▶ _Exercise_: Every line below must be reproduced exactly. Copy them all.

▶ _Extracted entries_:
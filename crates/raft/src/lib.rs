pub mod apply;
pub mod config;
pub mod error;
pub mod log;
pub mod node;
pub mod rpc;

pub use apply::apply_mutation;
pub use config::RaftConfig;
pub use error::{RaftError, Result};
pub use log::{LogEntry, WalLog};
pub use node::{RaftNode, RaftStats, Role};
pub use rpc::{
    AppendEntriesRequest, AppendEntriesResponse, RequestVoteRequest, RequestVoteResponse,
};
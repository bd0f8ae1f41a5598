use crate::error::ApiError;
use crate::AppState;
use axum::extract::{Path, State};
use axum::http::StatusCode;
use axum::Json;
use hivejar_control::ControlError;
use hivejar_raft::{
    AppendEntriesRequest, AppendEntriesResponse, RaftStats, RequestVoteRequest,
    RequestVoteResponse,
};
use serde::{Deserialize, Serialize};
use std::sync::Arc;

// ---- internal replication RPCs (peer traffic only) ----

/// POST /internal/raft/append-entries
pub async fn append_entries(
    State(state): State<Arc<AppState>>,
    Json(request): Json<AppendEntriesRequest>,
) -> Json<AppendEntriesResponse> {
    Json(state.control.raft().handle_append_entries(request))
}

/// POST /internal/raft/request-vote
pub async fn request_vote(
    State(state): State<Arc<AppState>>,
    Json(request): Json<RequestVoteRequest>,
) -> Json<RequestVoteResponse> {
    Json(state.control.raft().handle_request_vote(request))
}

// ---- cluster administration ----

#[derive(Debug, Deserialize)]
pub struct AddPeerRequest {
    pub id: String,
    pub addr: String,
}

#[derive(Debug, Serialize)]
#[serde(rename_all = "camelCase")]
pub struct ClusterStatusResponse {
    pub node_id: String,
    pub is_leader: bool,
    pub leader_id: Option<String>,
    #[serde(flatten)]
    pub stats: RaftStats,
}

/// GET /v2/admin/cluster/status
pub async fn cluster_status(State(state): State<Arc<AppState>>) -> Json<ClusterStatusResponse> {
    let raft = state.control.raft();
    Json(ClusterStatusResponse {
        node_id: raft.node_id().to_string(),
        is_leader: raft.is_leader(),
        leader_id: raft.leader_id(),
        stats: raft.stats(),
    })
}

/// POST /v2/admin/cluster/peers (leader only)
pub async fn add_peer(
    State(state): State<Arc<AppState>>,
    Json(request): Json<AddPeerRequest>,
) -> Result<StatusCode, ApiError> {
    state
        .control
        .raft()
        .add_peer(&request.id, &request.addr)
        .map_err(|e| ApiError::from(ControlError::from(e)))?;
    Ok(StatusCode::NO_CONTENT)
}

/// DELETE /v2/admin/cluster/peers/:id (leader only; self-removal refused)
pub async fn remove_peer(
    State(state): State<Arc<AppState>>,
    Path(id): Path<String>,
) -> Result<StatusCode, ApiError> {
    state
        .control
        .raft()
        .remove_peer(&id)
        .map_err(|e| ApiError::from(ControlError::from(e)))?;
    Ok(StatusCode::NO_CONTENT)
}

▶ _Answer below_:
filename crates/raft/src/lib.rs
pub mod apply;
pub mod config;
pub mod error;
pub mod log;
pub mod node;
pub mod rpc;

pub use apply::apply_mutation;
pub use config::RaftConfig;
pub use error::{RaftError, Result};
pub use log::{LogEntry, WalLog};
pub use node::{RaftNode, RaftStats, Role};
pub use rpc::{
    AppendEntriesRequest, AppendEntriesResponse, RequestVoteRequest, RequestVoteResponse,
};
repository bd0f8ae1f41a5598
use crate::error::ApiError;
use crate::AppState;
use axum::extract::{Path, State};
use axum::http::StatusCode;
use axum::Json;
use hivejar_control::ControlError;
use hivejar_raft::{
    AppendEntriesRequest, AppendEntriesResponse, RaftStats, RequestVoteRequest,
    RequestVoteResponse,
};
use serde::{Deserialize, Serialize};
use std::sync::Arc;

// ---- internal replication RPCs (peer traffic only) ----

/// POST /internal/raft/append-entries
pub async fn append_entries(
    State(state): State<Arc<AppState>>,
    Json(request): Json<AppendEntriesRequest>,
) -> Json<AppendEntriesResponse> {
    Json(state.control.raft().handle_append_entries(request))
}

/// POST /internal/raft/request-vote
pub async fn request_vote(
    State(state): State<Arc<AppState>>,
    Json(request): Json<RequestVoteRequest>,
) -> Json<RequestVoteResponse> {
    Json(state.control.raft().handle_request_vote(request))
}

// ---- cluster administration ----

#[derive(Debug, Deserialize)]
pub struct AddPeerRequest {
    pub id: String,
    pub addr: String,
}

#[derive(Debug, Serialize)]
#[serde(rename_all = "camelCase")]
pub struct ClusterStatusResponse {
    pub node_id: String,
    pub is_leader: bool,
    pub leader_id: Option<String>,
    #[serde(flatten)]
    pub stats: RaftStats,
}

/// GET /v2/admin/cluster/status
pub async fn cluster_status(State(state): State<Arc<AppState>>) -> Json<ClusterStatusResponse> {
    let raft = state.control.raft();
    Json(ClusterStatusResponse {
        node_id: raft.node_id().to_string(),
        is_leader: raft.is_leader(),
        leader_id: raft.leader_id(),
        stats: raft.stats(),
    })
}

/// POST /v2/admin/cluster/peers (leader only)
pub async fn add_peer(
    State(state): State<Arc<AppState>>,
    Json(request): Json<AddPeerRequest>,
) -> Result<StatusCode, ApiError> {
    state
        .control
        .raft()
        .add_peer(&request.id, &request.addr)
        .map_err(|e| ApiError::from(ControlError::from(e)))?;
    Ok(StatusCode::NO_CONTENT)
}

/// DELETE /v2/admin/cluster/peers/:id (leader only; self-removal refused)
pub async fn remove_peer(
    State(state): State<Arc<AppState>>,
    Path(id): Path<String>,
) -> Result<StatusCode, ApiError> {
    state
        .control
        .raft()
        .remove_peer(&id)
        .map_err(|e| ApiError::from(ControlError::from(e)))?;
    Ok(StatusCode::NO_CONTENT)
}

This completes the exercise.